TASK DESCRIPTION → Write out exactly the lines below that run from the one containing "basketball player trends" through the one containing "pub fn containing(date: NaiveDate)", both included, with no other lines.

---------- DATA LISTING

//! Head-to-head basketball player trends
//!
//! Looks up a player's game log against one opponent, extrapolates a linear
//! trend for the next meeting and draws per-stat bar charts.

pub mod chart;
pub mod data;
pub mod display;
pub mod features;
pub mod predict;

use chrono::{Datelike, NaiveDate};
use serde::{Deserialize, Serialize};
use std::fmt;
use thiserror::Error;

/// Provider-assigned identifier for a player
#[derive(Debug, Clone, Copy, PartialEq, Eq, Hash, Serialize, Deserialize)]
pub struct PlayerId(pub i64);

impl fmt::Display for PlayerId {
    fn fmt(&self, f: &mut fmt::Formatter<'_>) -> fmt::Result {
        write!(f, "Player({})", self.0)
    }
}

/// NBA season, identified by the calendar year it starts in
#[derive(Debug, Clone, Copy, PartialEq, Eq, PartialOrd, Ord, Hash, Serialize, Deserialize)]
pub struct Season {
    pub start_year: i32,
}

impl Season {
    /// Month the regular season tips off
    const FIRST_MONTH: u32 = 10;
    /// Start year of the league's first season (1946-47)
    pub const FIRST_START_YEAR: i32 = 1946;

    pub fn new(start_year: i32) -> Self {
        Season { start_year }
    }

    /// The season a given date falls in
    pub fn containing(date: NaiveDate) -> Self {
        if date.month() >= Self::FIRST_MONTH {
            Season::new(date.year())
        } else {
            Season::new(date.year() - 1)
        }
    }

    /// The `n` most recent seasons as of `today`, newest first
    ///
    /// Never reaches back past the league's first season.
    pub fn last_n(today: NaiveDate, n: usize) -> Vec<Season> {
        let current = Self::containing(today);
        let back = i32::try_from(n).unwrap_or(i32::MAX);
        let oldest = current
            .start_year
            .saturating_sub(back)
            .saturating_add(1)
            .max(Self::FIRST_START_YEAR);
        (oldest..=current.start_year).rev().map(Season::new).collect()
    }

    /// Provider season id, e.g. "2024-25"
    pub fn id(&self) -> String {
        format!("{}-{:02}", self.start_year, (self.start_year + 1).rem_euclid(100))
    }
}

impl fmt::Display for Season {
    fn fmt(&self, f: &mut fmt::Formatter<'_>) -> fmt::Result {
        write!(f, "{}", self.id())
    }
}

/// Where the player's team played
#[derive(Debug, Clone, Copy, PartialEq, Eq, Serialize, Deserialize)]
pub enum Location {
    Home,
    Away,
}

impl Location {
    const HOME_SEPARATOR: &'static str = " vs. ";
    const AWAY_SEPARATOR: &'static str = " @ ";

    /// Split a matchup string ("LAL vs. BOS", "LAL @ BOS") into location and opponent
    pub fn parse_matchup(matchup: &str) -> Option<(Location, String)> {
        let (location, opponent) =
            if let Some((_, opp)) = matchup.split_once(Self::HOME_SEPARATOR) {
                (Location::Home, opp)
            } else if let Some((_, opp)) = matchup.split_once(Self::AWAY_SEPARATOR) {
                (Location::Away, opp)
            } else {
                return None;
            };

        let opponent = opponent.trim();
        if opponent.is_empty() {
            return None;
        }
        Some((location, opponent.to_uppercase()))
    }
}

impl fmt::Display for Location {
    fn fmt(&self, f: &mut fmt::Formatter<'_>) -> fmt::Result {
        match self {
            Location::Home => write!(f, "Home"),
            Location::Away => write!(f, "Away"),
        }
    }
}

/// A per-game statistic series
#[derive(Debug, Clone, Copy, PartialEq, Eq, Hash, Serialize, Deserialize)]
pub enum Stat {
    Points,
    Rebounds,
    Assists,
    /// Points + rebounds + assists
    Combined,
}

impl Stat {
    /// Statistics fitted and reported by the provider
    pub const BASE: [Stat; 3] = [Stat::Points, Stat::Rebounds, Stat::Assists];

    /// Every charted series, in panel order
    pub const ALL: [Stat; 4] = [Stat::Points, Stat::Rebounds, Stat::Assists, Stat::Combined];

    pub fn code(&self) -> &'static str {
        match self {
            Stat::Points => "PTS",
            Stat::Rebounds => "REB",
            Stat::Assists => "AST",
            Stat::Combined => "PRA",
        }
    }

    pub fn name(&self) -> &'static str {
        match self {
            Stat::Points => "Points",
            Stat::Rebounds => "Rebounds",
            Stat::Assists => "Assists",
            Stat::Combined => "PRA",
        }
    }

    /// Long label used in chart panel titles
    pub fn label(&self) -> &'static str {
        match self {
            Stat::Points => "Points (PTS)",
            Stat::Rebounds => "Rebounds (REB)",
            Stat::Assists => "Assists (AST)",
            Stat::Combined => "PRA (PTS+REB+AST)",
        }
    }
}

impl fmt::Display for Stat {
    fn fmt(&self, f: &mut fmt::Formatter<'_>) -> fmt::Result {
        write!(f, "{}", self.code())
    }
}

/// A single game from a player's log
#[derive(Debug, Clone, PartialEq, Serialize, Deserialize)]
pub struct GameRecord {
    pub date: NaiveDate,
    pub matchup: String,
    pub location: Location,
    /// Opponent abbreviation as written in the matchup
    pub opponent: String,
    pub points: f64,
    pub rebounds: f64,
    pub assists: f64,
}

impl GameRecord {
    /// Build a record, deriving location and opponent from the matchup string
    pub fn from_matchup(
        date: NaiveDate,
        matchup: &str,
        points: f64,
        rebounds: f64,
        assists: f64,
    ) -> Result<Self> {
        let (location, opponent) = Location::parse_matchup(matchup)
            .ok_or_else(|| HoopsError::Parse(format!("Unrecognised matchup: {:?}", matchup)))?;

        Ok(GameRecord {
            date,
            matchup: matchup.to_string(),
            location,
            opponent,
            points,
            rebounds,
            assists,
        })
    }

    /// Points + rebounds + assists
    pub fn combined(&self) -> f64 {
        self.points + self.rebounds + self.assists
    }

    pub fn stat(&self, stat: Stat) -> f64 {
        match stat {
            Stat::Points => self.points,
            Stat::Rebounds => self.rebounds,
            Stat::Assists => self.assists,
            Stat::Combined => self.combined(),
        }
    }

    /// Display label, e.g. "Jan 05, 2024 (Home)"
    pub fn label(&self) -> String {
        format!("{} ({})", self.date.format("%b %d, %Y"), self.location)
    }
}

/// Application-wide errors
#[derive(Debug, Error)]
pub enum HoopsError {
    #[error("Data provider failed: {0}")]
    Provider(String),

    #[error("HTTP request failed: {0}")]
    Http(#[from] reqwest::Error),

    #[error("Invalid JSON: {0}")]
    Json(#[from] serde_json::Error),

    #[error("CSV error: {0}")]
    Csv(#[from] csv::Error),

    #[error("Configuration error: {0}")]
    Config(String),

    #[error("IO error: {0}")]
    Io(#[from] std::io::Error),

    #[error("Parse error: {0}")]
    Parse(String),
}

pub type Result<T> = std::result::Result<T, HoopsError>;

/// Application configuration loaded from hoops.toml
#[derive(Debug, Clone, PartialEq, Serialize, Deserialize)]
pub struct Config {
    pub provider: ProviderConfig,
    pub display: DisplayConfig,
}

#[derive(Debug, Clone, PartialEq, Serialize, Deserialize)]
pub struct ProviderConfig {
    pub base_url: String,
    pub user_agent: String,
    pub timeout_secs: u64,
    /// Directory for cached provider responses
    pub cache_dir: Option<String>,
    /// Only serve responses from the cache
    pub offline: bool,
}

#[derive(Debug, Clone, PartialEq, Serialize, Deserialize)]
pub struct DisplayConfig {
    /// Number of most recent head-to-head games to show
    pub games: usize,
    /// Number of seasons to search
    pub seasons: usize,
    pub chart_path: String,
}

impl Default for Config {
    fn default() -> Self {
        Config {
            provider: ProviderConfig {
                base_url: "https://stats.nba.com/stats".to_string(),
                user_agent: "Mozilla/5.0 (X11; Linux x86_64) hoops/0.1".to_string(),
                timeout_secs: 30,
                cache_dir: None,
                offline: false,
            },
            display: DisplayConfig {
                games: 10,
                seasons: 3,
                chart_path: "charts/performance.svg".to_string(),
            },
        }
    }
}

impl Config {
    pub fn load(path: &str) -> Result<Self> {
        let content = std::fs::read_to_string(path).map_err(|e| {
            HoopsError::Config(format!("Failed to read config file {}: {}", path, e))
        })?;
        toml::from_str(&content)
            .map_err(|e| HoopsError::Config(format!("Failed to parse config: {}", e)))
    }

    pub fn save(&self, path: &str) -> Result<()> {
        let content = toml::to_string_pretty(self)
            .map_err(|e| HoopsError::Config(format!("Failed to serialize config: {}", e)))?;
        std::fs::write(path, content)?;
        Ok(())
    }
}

--------------------
---------- DATA LISTING

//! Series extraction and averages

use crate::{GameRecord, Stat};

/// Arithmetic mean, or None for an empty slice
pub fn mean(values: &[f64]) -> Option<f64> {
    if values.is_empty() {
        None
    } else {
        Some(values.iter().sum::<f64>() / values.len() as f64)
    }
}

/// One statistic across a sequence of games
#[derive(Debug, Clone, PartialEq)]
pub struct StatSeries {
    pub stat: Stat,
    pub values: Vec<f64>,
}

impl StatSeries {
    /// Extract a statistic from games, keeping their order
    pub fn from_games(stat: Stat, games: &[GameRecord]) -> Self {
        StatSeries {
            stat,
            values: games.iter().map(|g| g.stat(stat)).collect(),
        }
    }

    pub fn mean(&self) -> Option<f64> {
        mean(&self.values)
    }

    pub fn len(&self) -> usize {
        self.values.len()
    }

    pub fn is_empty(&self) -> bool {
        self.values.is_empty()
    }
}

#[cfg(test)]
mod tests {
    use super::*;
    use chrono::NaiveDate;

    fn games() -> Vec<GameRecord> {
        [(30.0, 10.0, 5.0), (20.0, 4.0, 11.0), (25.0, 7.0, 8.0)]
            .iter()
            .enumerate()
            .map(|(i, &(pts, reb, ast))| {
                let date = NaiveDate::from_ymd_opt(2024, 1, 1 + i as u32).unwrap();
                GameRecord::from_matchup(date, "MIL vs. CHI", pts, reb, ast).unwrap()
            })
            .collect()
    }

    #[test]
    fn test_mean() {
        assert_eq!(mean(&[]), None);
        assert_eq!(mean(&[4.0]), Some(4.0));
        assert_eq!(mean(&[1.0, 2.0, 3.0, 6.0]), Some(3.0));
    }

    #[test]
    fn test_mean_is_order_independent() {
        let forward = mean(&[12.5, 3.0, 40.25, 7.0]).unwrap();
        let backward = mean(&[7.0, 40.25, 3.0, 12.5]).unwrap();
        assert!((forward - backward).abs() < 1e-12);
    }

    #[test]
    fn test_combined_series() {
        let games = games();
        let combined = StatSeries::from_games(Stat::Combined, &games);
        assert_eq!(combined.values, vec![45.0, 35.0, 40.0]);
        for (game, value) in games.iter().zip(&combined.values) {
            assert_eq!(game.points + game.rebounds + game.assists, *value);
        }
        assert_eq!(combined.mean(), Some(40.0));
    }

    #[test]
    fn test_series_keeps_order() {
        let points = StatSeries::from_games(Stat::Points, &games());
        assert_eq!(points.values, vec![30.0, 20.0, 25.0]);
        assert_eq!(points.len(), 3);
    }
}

--------------------

COMPLETED TASK →
//! Head-to-head basketball player trends
//!
//! Looks up a player's game log against one opponent, extrapolates a linear
//! trend for the next meeting and draws per-stat bar charts.

pub mod chart;
pub mod data;
pub mod display;
pub mod features;
pub mod predict;

use chrono::{Datelike, NaiveDate};
use serde::{Deserialize, Serialize};
use std::fmt;
use thiserror::Error;

/// Provider-assigned identifier for a player
#[derive(Debug, Clone, Copy, PartialEq, Eq, Hash, Serialize, Deserialize)]
pub struct PlayerId(pub i64);

impl fmt::Display for PlayerId {
    fn fmt(&self, f: &mut fmt::Formatter<'_>) -> fmt::Result {
        write!(f, "Player({})", self.0)
    }
}

/// NBA season, identified by the calendar year it starts in
#[derive(Debug, Clone, Copy, PartialEq, Eq, PartialOrd, Ord, Hash, Serialize, Deserialize)]
pub struct Season {
    pub start_year: i32,
}

impl Season {
    /// Month the regular season tips off
    const FIRST_MONTH: u32 = 10;
    /// Start year of the league's first season (1946-47)
    pub const FIRST_START_YEAR: i32 = 1946;

    pub fn new(start_year: i32) -> Self {
        Season { start_year }
    }

    /// The season a given date falls in
    pub fn containing(date: NaiveDate) -> Self {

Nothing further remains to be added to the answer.